Every record must be copied out exactly.
Start of Dataset records
//! Stream sources
//!
//! A started stream owns exactly one source, chosen by file format:
//! - `Pcm`: WAV data chunk read straight into the ring
//! - `Elementary`: MP3 or ADTS AAC bytes pushed into a leased decoder
//! - `Container`: box-tree file whose samples become ADTS frames
//! - `Tone`: generated chirp sweep, no storage at all

use crate::container::ContainerParser;
use crate::error::{Error, Result};
use crate::playback::tone::Chirp;
use crate::storage::{SourceHandle, SourceHandleExt};
use serde::Serialize;
use tracing::debug;

/// Chunks walked looking for `fmt ` and `data`
const MAX_WAV_CHUNKS: usize = 32;

const WAVE_FORMAT_PCM: u16 = 1;

/// Validated WAV header
#[derive(Debug, Clone, Copy, PartialEq, Eq, Serialize)]
pub struct WavInfo {
    pub channels: u16,
    pub sample_rate: u32,
    pub bits_per_sample: u16,
    /// Offset of the first sample
    pub data_offset: u64,
    /// Data bytes available, clamped to the file
    pub data_len: u64,
}

fn le_u16(b: &[u8]) -> u16 {
    u16::from_le_bytes([b[0], b[1]])
}

fn le_u32(b: &[u8]) -> u32 {
    u32::from_le_bytes([b[0], b[1], b[2], b[3]])
}

/// Parse and validate a RIFF/WAVE header
///
/// Accepts the canonical 44-byte layout and files with extra chunks
/// (`LIST`, `fact`, ...) before the data. Anything other than 16-bit
/// mono/stereo integer PCM is a configuration error.
pub fn parse_wav_header(src: &mut dyn SourceHandle) -> Result<WavInfo> {
    let file_len = src.len();
    let bad = |msg: &str| Error::Config(format!("Invalid WAV header: {}", msg));

    let mut riff = [0u8; 12];
    src.read_exact_at(0, &mut riff).map_err(|_| bad("file too short"))?;
    if &riff[..4] != b"RIFF" || &riff[8..12] != b"WAVE" {
        return Err(bad("missing RIFF/WAVE markers"));
    }

    let mut format: Option<(u16, u16, u32, u16)> = None;
    let mut pos = 12u64;
    for _ in 0..MAX_WAV_CHUNKS {
        let mut chunk = [0u8; 8];
        src.read_exact_at(pos, &mut chunk)
            .map_err(|_| bad("no data chunk"))?;
        let id = [chunk[0], chunk[1], chunk[2], chunk[3]];
        let size = le_u32(&chunk[4..]) as u64;
        let body = pos + 8;

        match &id {
            b"fmt " => {
                if size < 16 {
                    return Err(bad("fmt chunk too short"));
                }
                let mut fmt = [0u8; 16];
                src.read_exact_at(body, &mut fmt)
                    .map_err(|_| bad("truncated fmt chunk"))?;
                format = Some((
                    le_u16(&fmt[0..]),
                    le_u16(&fmt[2..]),
                    le_u32(&fmt[4..]),
                    le_u16(&fmt[14..]),
                ));
            }
            b"data" => {
                let (tag, channels, sample_rate, bits) = format.ok_or_else(|| bad("data before fmt"))?;
                if tag != WAVE_FORMAT_PCM {
                    return Err(bad(&format!("format tag {} is not PCM", tag)));
                }
                if !(1..=2).contains(&channels) {
                    return Err(bad(&format!("{} channels", channels)));
                }
                if bits != 16 {
                    return Err(bad(&format!("{} bits per sample", bits)));
                }
                if sample_rate == 0 {
                    return Err(bad("sample rate 0"));
                }

                let data_len = size.min(file_len.saturating_sub(body));
                let frame_bytes = channels as u64 * 2;
                let data_len = data_len - data_len % frame_bytes;
                if data_len == 0 {
                    return Err(bad("empty data chunk"));
                }

                debug!(
                    "WAV: {} Hz, {} channels, {} data bytes at {}",
                    sample_rate, channels, data_len, body
                );
                return Ok(WavInfo {
                    channels,
                    sample_rate,
                    bits_per_sample: bits,
                    data_offset: body,
                    data_len,
                });
            }
            _ => {}
        }

        // Chunks are padded to even length
        pos = body + size + (size & 1);
    }

    Err(bad("too many chunks before data"))
}

/// Raw PCM from a WAV data chunk
pub struct PcmSource {
    pub handle: Box<dyn SourceHandle>,
    pub info: WavInfo,
    /// Data bytes not yet read
    pub remaining: u64,
}

impl PcmSource {
    pub fn open(mut handle: Box<dyn SourceHandle>) -> Result<Self> {
        let info = parse_wav_header(handle.as_mut())?;
        handle.seek(info.data_offset)?;
        Ok(Self {
            handle,
            info,
            remaining: info.data_len,
        })
    }
}

/// Elementary compressed bytes for a frame decoder
pub struct ElementarySource {
    pub handle: Box<dyn SourceHandle>,
}

/// Container file read frame by frame
pub struct ContainerSource {
    pub handle: Box<dyn SourceHandle>,
    pub parser: ContainerParser,
}

impl ContainerSource {
    pub fn open(mut handle: Box<dyn SourceHandle>) -> Result<Self> {
        let parser = ContainerParser::open(handle.as_mut())?;
        Ok(Self { handle, parser })
    }
}

/// Source owned by a started stream
pub enum StreamSource {
    Pcm(PcmSource),
    Elementary(ElementarySource),
    Container(ContainerSource),
    Tone(Chirp),
}

impl StreamSource {
    /// Close the storage handle, if any
    pub fn close(&mut self) {
        match self {
            StreamSource::Pcm(s) => s.handle.close(),
            StreamSource::Elementary(s) => s.handle.close(),
            StreamSource::Container(s) => s.handle.close(),
            StreamSource::Tone(_) => {}
        }
    }
}

impl std::fmt::Debug for StreamSource {
    fn fmt(&self, f: &mut std::fmt::Formatter<'_>) -> std::fmt::Result {
        match self {
            StreamSource::Pcm(s) => f.debug_tuple("Pcm").field(&s.info).finish(),
            StreamSource::Elementary(_) => f.write_str("Elementary"),
            StreamSource::Container(s) => f.debug_tuple("Container").field(s.parser.info()).finish(),
            StreamSource::Tone(t) => f.debug_tuple("Tone").field(t).finish(),
        }
    }
}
End of Dataset records
#### [Response to this exercise]
//! Stream sources
//!
//! A started stream owns exactly one source, chosen by file format:
//! - `Pcm`: WAV data chunk read straight into the ring
//! - `Elementary`: MP3 or ADTS AAC bytes pushed into a leased decoder
//! - `Container`: box-tree file whose samples become ADTS frames
//! - `Tone`: generated chirp sweep, no storage at all

use crate::container::ContainerParser;
use crate::error::{Error, Result};
use crate::playback::tone::Chirp;
use crate::storage::{SourceHandle, SourceHandleExt};
use serde::Serialize;
use tracing::debug;

/// Chunks walked looking for `fmt ` and `data`
const MAX_WAV_CHUNKS: usize = 32;

const WAVE_FORMAT_PCM: u16 = 1;

/// Validated WAV header
#[derive(Debug, Clone, Copy, PartialEq, Eq, Serialize)]
pub struct WavInfo {
    pub channels: u16,
    pub sample_rate: u32,
    pub bits_per_sample: u16,
    /// Offset of the first sample
    pub data_offset: u64,
    /// Data bytes available, clamped to the file
    pub data_len: u64,
}

fn le_u16(b: &[u8]) -> u16 {
    u16::from_le_bytes([b[0], b[1]])
}

fn le_u32(b: &[u8]) -> u32 {
    u32::from_le_bytes([b[0], b[1], b[2], b[3]])
}

/// Parse and validate a RIFF/WAVE header
///
/// Accepts the canonical 44-byte layout and files with extra chunks
/// (`LIST`, `fact`, ...) before the data. Anything other than 16-bit
/// mono/stereo integer PCM is a configuration error.
pub fn parse_wav_header(src: &mut dyn SourceHandle) -> Result<WavInfo> {
    let file_len = src.len();
    let bad = |msg: &str| Error::Config(format!("Invalid WAV header: {}", msg));

    let mut riff = [0u8; 12];
    src.read_exact_at(0, &mut riff).map_err(|_| bad("file too short"))?;
    if &riff[..4] != b"RIFF" || &riff[8..12] != b"WAVE" {
        return Err(bad("missing RIFF/WAVE markers"));
    }

    let mut format: Option<(u16, u16, u32, u16)> = None;
    let mut pos = 12u64;
    for _ in 0..MAX_WAV_CHUNKS {
        let mut chunk = [0u8; 8];
        src.read_exact_at(pos, &mut chunk)
            .map_err(|_| bad("no data chunk"))?;
        let id = [chunk[0], chunk[1], chunk[2], chunk[3]];
        let size = le_u32(&chunk[4..]) as u64;
        let body = pos + 8;

        match &id {
            b"fmt " => {
                if size < 16 {
                    return Err(bad("fmt chunk too short"));
                }
                let mut fmt = [0u8; 16];
                src.read_exact_at(body, &mut fmt)
                    .map_err(|_| bad("truncated fmt chunk"))?;
                format = Some((
                    le_u16(&fmt[0..]),
                    le_u16(&fmt[2..]),
                    le_u32(&fmt[4..]),
                    le_u16(&fmt[14..]),
                ));
            }
            b"data" => {
                let (tag, channels, sample_rate, bits) = format.ok_or_else(|| bad("data before fmt"))?;
                if tag != WAVE_FORMAT_PCM {
                    return Err(bad(&format!("format tag {} is not PCM", tag)));
                }
                if !(1..=2).contains(&channels) {
                    return Err(bad(&format!("{} channels", channels)));
                }
                if bits != 16 {
                    return Err(bad(&format!("{} bits per sample", bits)));
                }
                if sample_rate == 0 {
                    return Err(bad("sample rate 0"));
                }

                let data_len = size.min(file_len.saturating_sub(body));
                let frame_bytes = channels as u64 * 2;
                let data_len = data_len - data_len % frame_bytes;
                if data_len == 0 {
                    return Err(bad("empty data chunk"));
                }

                debug!(
                    "WAV: {} Hz, {} channels, {} data bytes at {}",
                    sample_rate, channels, data_len, body
                );
                return Ok(WavInfo {
                    channels,
                    sample_rate,
                    bits_per_sample: bits,
                    data_offset: body,
                    data_len,
                });
            }
            _ => {}
        }

        // Chunks are padded to even length
        pos = body + size + (size & 1);
    }

    Err(bad("too many chunks before data"))
}

/// Raw PCM from a WAV data chunk
pub struct PcmSource {
    pub handle: Box<dyn SourceHandle>,
    pub info: WavInfo,
    /// Data bytes not yet read
    pub remaining: u64,
}

impl PcmSource {
    pub fn open(mut handle: Box<dyn SourceHandle>) -> Result<Self> {
        let info = parse_wav_header(handle.as_mut())?;
        handle.seek(info.data_offset)?;
        Ok(Self {
            handle,
            info,
            remaining: info.data_len,
        })
    }
}

/// Elementary compressed bytes for a frame decoder
pub struct ElementarySource {
    pub handle: Box<dyn SourceHandle>,
}

/// Container file read frame by frame
pub struct ContainerSource {
    pub handle: Box<dyn SourceHandle>,
    pub parser: ContainerParser,
}

impl ContainerSource {
    pub fn open(mut handle: Box<dyn SourceHandle>) -> Result<Self> {
        let parser = ContainerParser::open(handle.as_mut())?;
        Ok(Self { handle, parser })
    }
}

/// Source owned by a started stream
pub enum StreamSource {
    Pcm(PcmSource),
    Elementary(ElementarySource),
    Container(ContainerSource),
    Tone(Chirp),
}

impl StreamSource {
    /// Close the storage handle, if any
    pub fn close(&mut self) {
        match self {
            StreamSource::Pcm(s) => s.handle.close(),
            StreamSource::Elementary(s) => s.handle.close(),
            StreamSource::Container(s) => s.handle.close(),
            StreamSource::Tone(_) => {}
        }
    }
}

impl std::fmt::Debug for StreamSource {
    fn fmt(&self, f: &mut std::fmt::Formatter<'_>) -> std::fmt::Result {
        match self {
            StreamSource::Pcm(s) => f.debug_tuple("Pcm").field(&s.info).finish(),
            StreamSource::Elementary(_) => f.write_str("Elementary"),
            StreamSource::Container(s) => f.debug_tuple("Container").field(s.parser.info()).finish(),
            StreamSource::Tone(t) => f.debug_tuple("Tone").field(t).finish(),
        }
    }
}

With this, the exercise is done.